Chris Johnson, president of NAI Norris, Beggs & Simpson, has witnessed a massive influx of investment money into the local commercial real estate market since mid-2013 — a combination of those who don’t have a Portland presence as well as groups returning to the market after years of being dormant.
“What’s driving this?” Johnson muses. “Everyone has a lot of capital and they’ve got to deploy it. The run-up in the stock market last year meant all these investment groups that wanted to maintain a certain percentage of their assets in real estate had to increase their holdings.”
J. Blake Hering, Jr., principal, director of Portland production, Norris, Beggs & Simpson Financial Services, says Portland is nowhere near the saturation point for development or investment in commercial real estate.
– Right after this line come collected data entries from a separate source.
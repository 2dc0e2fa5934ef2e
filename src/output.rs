//! CLI output formatting — plain-text summaries of index state.
//!
//! Formatting functions return lines instead of printing so they stay
//! testable; `main` does the actual printing.

use crate::index::IndexManager;
use crate::types::Element;

/// One line per index with its entry count, plus menu membership.
pub fn format_summary(manager: &IndexManager) -> Vec<String> {
    let mut lines = vec![
        format!("Categories  {}", manager.categories_index().len()),
        format!("Pages       {}", manager.page_index().len()),
        format!("Posts       {}", manager.posts_index().len()),
        format!("Tags        {}", manager.tag_index().len()),
    ];
    for (name, nodes) in manager.menus_index() {
        lines.push(format!("Menu '{}'   {} entries", name, nodes.len()));
    }
    lines
}

/// Field-per-line dump of one element, empty fields omitted.
pub fn format_element(elem: &Element) -> Vec<String> {
    let mut lines = vec![
        format!("key       {}", elem.key),
        format!("section   {}", elem.section),
    ];
    if !elem.path.is_empty() {
        lines.push(format!("path      {}", elem.path));
    }
    if !elem.category.is_empty() {
        lines.push(format!("category  {}", elem.category));
    }
    if !elem.kind.is_empty() {
        lines.push(format!("type      {}", elem.kind));
    }
    if !elem.username.is_empty() {
        lines.push(format!("username  {}", elem.username));
    }
    if !elem.date.is_empty() {
        lines.push(format!("date      {}", elem.date));
    }
    if !elem.tags.is_empty() {
        lines.push(format!("tags      {}", elem.tags.join(", ")));
    }
    lines
}
//! # Flatsite
//!
//! Content indexer for flat-file sites. There is no database: pages, posts
//! and categories are individual JSON files under a conventional directory
//! tree, and everything the system knows about them — slugs, dates, tags,
//! authors, menu membership — is derived from names and positions alone.
//!
//! # Architecture: One Pass, Many Indexes
//!
//! A single build pass walks the content tree and produces several mutually
//! consistent lookup indexes, each persisted to its own cache file:
//!
//! ```text
//! categories → pages/menus → posts → composites (tags, tag2post, cat2post)
//!                                     │
//!                              merged slug index  (the sentinel)
//! ```
//!
//! The builders run in dependency order because the composite indexes
//! derive from the post index. All indexes are staged in memory and only
//! persisted once every builder has succeeded, so a malformed content file
//! never leaves a partial cache generation behind. On later runs the
//! presence of the slug-index sentinel file short-circuits the builders
//! entirely: every index is loaded straight from cache.
//!
//! # Module Map
//!
//! | Module | Role |
//! |--------|------|
//! | [`index`] | The facade — validates the layout, decides rebuild-vs-load, serves lookups |
//! | [`build`] | Per-section index builders, run in dependency order |
//! | [`scan`] | Recursive tree scan and shell-glob matching |
//! | [`naming`] | Positional slug/metadata codec for filenames and paths |
//! | [`menus`] | Menu extraction from page front matter and weight-ordered assembly |
//! | [`cache`] | Index persistence: one JSON file per index under `cache/indexes/` |
//! | [`types`] | Shared serialized types (`Element`, `MenuNode`, index mappings) |
//! | [`config`] | Optional `config.toml` loading for the CLI |
//! | [`output`] | CLI output formatting |
//!
//! # Design Decisions
//!
//! ## The Filesystem Is the Schema
//!
//! Post filenames follow `YYYYMMDDHHMMSS_tag1,tag2_title.json` and sit at
//! the fixed depth `user-data/{user}/posts/{category}/{type}/`. Decoding
//! that implicit schema is inherently stringly-typed, so it is isolated in
//! [`naming`] behind named error kinds (too-short, syntax, layout) instead
//! of being scattered through the builders.
//!
//! ## Full Rebuild or Nothing
//!
//! There is no incremental reindexing. Any content change requires a full
//! rebuild (delete the cache or run `reindex`), and a single malformed file
//! aborts the whole build: a partially built index set would break the
//! cross-index consistency every page render depends on. Stale beats
//! inconsistent, and failing hard beats both.
//!
//! ## Ordered Maps Everywhere
//!
//! Every index is a `BTreeMap` serialized as pretty JSON. Rebuilding from
//! identical content yields byte-identical cache files, which makes cache
//! diffs meaningful during debugging and keeps tests honest.

pub mod build;
pub mod cache;
pub mod config;
pub mod index;
pub mod menus;
pub mod naming;
pub mod output;
pub mod scan;
pub mod types;

#[cfg(test)]
pub(crate) mod test_helpers;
Hering explained that Portland offers investors and developers an advantage that doesn’t exist in most other West Coast markets: its urban growth boundary, the perimeter around the metropolitan area inside of which development is greatly restricted. The UGB not only curbs expansion but deters the problem of sprawl, which can undermine the value of commercial real estate. It’s the saving grace of a recession, and the cherry on top of a boom.
“The urban growth boundary serves as a supply constraint,” says Hering. “It safeguards against oversaturating the market with too much product. It focuses investment on existing space.”
The UGB supports Portland’s conscious efforts of expansion through transportation because it reinforces the city’s value of culture and high quality of life. This proves to be a source of confidence as well as an attractive advantage for future investors.
With the market still climbing, Griggs, Johnson, and Hering all agree that the peak has yet to be reached. “Portland is primed and ready as a strong contender for investment opportunity,” Johnson affirms. “The city is poised to gain momentum in 2014.”